**Assignment**. Output each record below exactly, and include all of them.

**Saved data entries**.
☆ ☆ ☆ ☆
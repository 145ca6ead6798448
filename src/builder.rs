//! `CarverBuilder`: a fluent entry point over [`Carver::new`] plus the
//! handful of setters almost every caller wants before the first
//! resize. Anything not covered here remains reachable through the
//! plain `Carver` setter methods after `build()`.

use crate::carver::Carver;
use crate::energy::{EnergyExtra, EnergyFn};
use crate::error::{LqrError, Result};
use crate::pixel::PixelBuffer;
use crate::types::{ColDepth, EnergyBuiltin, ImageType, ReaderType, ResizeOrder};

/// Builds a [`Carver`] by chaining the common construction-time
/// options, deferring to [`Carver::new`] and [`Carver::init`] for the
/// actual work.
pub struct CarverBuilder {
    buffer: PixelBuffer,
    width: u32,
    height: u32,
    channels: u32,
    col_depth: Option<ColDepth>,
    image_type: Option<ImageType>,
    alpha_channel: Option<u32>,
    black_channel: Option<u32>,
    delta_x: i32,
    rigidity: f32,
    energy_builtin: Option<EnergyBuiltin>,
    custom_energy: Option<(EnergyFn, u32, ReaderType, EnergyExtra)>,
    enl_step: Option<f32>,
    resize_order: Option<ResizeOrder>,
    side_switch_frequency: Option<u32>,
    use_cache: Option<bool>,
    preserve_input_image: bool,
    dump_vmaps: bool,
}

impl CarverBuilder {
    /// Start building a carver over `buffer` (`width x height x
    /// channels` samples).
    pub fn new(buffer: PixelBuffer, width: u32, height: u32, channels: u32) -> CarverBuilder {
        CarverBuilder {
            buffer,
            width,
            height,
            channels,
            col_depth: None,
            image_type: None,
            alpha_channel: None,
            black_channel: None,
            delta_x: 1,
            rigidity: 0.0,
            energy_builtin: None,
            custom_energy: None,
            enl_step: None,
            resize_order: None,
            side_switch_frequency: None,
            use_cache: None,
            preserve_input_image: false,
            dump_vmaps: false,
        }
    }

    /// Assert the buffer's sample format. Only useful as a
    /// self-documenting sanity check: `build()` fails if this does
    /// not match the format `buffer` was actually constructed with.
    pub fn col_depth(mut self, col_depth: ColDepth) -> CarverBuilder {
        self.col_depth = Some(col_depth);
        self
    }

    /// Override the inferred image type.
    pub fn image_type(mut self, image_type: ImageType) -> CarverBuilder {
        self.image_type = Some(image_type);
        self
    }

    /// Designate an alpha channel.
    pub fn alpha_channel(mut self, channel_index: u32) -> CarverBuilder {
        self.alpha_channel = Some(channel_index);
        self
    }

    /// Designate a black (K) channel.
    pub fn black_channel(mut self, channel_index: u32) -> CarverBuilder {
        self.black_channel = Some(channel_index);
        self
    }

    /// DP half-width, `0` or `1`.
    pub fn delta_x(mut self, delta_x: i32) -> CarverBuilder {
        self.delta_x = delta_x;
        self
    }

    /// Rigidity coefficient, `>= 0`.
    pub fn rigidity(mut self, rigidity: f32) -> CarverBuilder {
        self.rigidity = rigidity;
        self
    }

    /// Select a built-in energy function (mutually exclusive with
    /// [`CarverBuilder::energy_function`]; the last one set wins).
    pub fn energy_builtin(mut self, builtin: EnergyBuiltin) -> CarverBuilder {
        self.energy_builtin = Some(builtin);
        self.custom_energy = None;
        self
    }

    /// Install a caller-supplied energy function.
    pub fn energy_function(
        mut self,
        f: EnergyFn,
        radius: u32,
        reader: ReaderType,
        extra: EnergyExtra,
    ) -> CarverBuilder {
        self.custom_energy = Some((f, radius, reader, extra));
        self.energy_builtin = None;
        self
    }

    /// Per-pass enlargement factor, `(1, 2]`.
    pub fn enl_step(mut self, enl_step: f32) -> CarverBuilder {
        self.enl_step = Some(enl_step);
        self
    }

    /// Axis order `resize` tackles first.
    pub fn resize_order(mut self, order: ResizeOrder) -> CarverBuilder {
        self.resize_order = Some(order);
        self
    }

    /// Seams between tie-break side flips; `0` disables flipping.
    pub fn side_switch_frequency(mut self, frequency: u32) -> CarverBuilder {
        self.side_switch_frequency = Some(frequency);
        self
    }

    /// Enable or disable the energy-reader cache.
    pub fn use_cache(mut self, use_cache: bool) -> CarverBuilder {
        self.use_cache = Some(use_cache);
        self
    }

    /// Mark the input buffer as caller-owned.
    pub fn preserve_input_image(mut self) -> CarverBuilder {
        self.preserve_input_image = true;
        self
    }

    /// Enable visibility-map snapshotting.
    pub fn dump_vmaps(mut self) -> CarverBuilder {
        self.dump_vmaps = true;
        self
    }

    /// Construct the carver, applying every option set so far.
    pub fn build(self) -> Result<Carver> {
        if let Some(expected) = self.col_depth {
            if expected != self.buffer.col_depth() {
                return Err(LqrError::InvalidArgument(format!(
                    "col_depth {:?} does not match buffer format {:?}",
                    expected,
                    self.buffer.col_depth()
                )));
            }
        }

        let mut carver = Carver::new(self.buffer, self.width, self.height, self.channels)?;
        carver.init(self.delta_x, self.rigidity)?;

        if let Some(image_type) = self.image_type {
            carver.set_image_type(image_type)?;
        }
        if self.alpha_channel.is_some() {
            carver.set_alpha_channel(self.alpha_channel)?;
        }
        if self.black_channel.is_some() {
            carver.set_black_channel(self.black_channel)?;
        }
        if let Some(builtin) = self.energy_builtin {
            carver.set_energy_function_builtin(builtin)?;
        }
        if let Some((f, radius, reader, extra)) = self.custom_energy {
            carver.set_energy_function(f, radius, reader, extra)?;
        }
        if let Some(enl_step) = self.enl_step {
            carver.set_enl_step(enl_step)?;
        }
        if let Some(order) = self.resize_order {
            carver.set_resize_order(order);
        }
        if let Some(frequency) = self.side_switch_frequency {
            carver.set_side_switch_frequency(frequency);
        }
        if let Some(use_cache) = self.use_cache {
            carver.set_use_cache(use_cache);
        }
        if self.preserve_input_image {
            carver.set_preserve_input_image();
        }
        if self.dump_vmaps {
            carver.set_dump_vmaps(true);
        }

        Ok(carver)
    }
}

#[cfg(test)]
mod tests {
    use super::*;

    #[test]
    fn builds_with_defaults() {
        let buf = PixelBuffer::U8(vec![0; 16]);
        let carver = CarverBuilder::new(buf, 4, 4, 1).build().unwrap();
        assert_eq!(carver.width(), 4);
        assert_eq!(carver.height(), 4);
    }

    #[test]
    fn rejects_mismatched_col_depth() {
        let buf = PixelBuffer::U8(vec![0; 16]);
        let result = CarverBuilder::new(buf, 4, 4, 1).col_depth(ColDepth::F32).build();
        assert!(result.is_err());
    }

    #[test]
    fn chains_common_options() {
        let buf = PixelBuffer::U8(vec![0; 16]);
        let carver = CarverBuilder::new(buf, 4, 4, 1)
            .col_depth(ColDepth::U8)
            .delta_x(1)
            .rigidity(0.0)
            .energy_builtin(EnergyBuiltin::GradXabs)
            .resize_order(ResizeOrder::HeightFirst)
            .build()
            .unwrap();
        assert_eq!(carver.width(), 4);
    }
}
☆ ☆ ☆ ☆
**Task response**.
repository 145ca6ead6798448
filename src/builder.rs
//! `CarverBuilder`: a fluent entry point over [`Carver::new`] plus the
//! handful of setters almost every caller wants before the first
//! resize. Anything not covered here remains reachable through the
//! plain `Carver` setter methods after `build()`.

use crate::carver::Carver;
use crate::energy::{EnergyExtra, EnergyFn};
use crate::error::{LqrError, Result};
use crate::pixel::PixelBuffer;
use crate::types::{ColDepth, EnergyBuiltin, ImageType, ReaderType, ResizeOrder};

/// Builds a [`Carver`] by chaining the common construction-time
/// options, deferring to [`Carver::new`] and [`Carver::init`] for the
/// actual work.
pub struct CarverBuilder {
    buffer: PixelBuffer,
    width: u32,
    height: u32,
    channels: u32,
    col_depth: Option<ColDepth>,
    image_type: Option<ImageType>,
    alpha_channel: Option<u32>,
    black_channel: Option<u32>,
    delta_x: i32,
    rigidity: f32,
    energy_builtin: Option<EnergyBuiltin>,
    custom_energy: Option<(EnergyFn, u32, ReaderType, EnergyExtra)>,
    enl_step: Option<f32>,
    resize_order: Option<ResizeOrder>,
    side_switch_frequency: Option<u32>,
    use_cache: Option<bool>,
    preserve_input_image: bool,
    dump_vmaps: bool,
}

impl CarverBuilder {
    /// Start building a carver over `buffer` (`width x height x
    /// channels` samples).
    pub fn new(buffer: PixelBuffer, width: u32, height: u32, channels: u32) -> CarverBuilder {
        CarverBuilder {
            buffer,
            width,
            height,
            channels,
            col_depth: None,
            image_type: None,
            alpha_channel: None,
            black_channel: None,
            delta_x: 1,
            rigidity: 0.0,
            energy_builtin: None,
            custom_energy: None,
            enl_step: None,
            resize_order: None,
            side_switch_frequency: None,
            use_cache: None,
            preserve_input_image: false,
            dump_vmaps: false,
        }
    }

    /// Assert the buffer's sample format. Only useful as a
    /// self-documenting sanity check: `build()` fails if this does
    /// not match the format `buffer` was actually constructed with.
    pub fn col_depth(mut self, col_depth: ColDepth) -> CarverBuilder {
        self.col_depth = Some(col_depth);
        self
    }

    /// Override the inferred image type.
    pub fn image_type(mut self, image_type: ImageType) -> CarverBuilder {
        self.image_type = Some(image_type);
        self
    }

    /// Designate an alpha channel.
    pub fn alpha_channel(mut self, channel_index: u32) -> CarverBuilder {
        self.alpha_channel = Some(channel_index);
        self
    }

    /// Designate a black (K) channel.
    pub fn black_channel(mut self, channel_index: u32) -> CarverBuilder {
        self.black_channel = Some(channel_index);
        self
    }

    /// DP half-width, `0` or `1`.
    pub fn delta_x(mut self, delta_x: i32) -> CarverBuilder {
        self.delta_x = delta_x;
        self
    }

    /// Rigidity coefficient, `>= 0`.
    pub fn rigidity(mut self, rigidity: f32) -> CarverBuilder {
        self.rigidity = rigidity;
        self
    }

    /// Select a built-in energy function (mutually exclusive with
    /// [`CarverBuilder::energy_function`]; the last one set wins).
    pub fn energy_builtin(mut self, builtin: EnergyBuiltin) -> CarverBuilder {
        self.energy_builtin = Some(builtin);
        self.custom_energy = None;
        self
    }

    /// Install a caller-supplied energy function.
    pub fn energy_function(
        mut self,
        f: EnergyFn,
        radius: u32,
        reader: ReaderType,
        extra: EnergyExtra,
    ) -> CarverBuilder {
        self.custom_energy = Some((f, radius, reader, extra));
        self.energy_builtin = None;
        self
    }

    /// Per-pass enlargement factor, `(1, 2]`.
    pub fn enl_step(mut self, enl_step: f32) -> CarverBuilder {
        self.enl_step = Some(enl_step);
        self
    }

    /// Axis order `resize` tackles first.
    pub fn resize_order(mut self, order: ResizeOrder) -> CarverBuilder {
        self.resize_order = Some(order);
        self
    }

    /// Seams between tie-break side flips; `0` disables flipping.
    pub fn side_switch_frequency(mut self, frequency: u32) -> CarverBuilder {
        self.side_switch_frequency = Some(frequency);
        self
    }

    /// Enable or disable the energy-reader cache.
    pub fn use_cache(mut self, use_cache: bool) -> CarverBuilder {
        self.use_cache = Some(use_cache);
        self
    }

    /// Mark the input buffer as caller-owned.
    pub fn preserve_input_image(mut self) -> CarverBuilder {
        self.preserve_input_image = true;
        self
    }

    /// Enable visibility-map snapshotting.
    pub fn dump_vmaps(mut self) -> CarverBuilder {
        self.dump_vmaps = true;
        self
    }

    /// Construct the carver, applying every option set so far.
    pub fn build(self) -> Result<Carver> {
        if let Some(expected) = self.col_depth {
            if expected != self.buffer.col_depth() {
                return Err(LqrError::InvalidArgument(format!(
                    "col_depth {:?} does not match buffer format {:?}",
                    expected,
                    self.buffer.col_depth()
                )));
            }
        }

        let mut carver = Carver::new(self.buffer, self.width, self.height, self.channels)?;
        carver.init(self.delta_x, self.rigidity)?;

        if let Some(image_type) = self.image_type {
            carver.set_image_type(image_type)?;
        }
        if self.alpha_channel.is_some() {
            carver.set_alpha_channel(self.alpha_channel)?;
        }
        if self.black_channel.is_some() {
            carver.set_black_channel(self.black_channel)?;
        }
        if let Some(builtin) = self.energy_builtin {
            carver.set_energy_function_builtin(builtin)?;
        }
        if let Some((f, radius, reader, extra)) = self.custom_energy {
            carver.set_energy_function(f, radius, reader, extra)?;
        }
        if let Some(enl_step) = self.enl_step {
            carver.set_enl_step(enl_step)?;
        }
        if let Some(order) = self.resize_order {
            carver.set_resize_order(order);
        }
        if let Some(frequency) = self.side_switch_frequency {
            carver.set_side_switch_frequency(frequency);
        }
        if let Some(use_cache) = self.use_cache {
            carver.set_use_cache(use_cache);
        }
        if self.preserve_input_image {
            carver.set_preserve_input_image();
        }
        if self.dump_vmaps {
            carver.set_dump_vmaps(true);
        }

        Ok(carver)
    }
}

#[cfg(test)]
mod tests {
    use super::*;

    #[test]
    fn builds_with_defaults() {
        let buf = PixelBuffer::U8(vec![0; 16]);
        let carver = CarverBuilder::new(buf, 4, 4, 1).build().unwrap();
        assert_eq!(carver.width(), 4);
        assert_eq!(carver.height(), 4);
    }

    #[test]
    fn rejects_mismatched_col_depth() {
        let buf = PixelBuffer::U8(vec![0; 16]);
        let result = CarverBuilder::new(buf, 4, 4, 1).col_depth(ColDepth::F32).build();
        assert!(result.is_err());
    }

    #[test]
    fn chains_common_options() {
        let buf = PixelBuffer::U8(vec![0; 16]);
        let carver = CarverBuilder::new(buf, 4, 4, 1)
            .col_depth(ColDepth::U8)
            .delta_x(1)
            .rigidity(0.0)
            .energy_builtin(EnergyBuiltin::GradXabs)
            .resize_order(ResizeOrder::HeightFirst)
            .build()
            .unwrap();
        assert_eq!(carver.width(), 4);
    }
}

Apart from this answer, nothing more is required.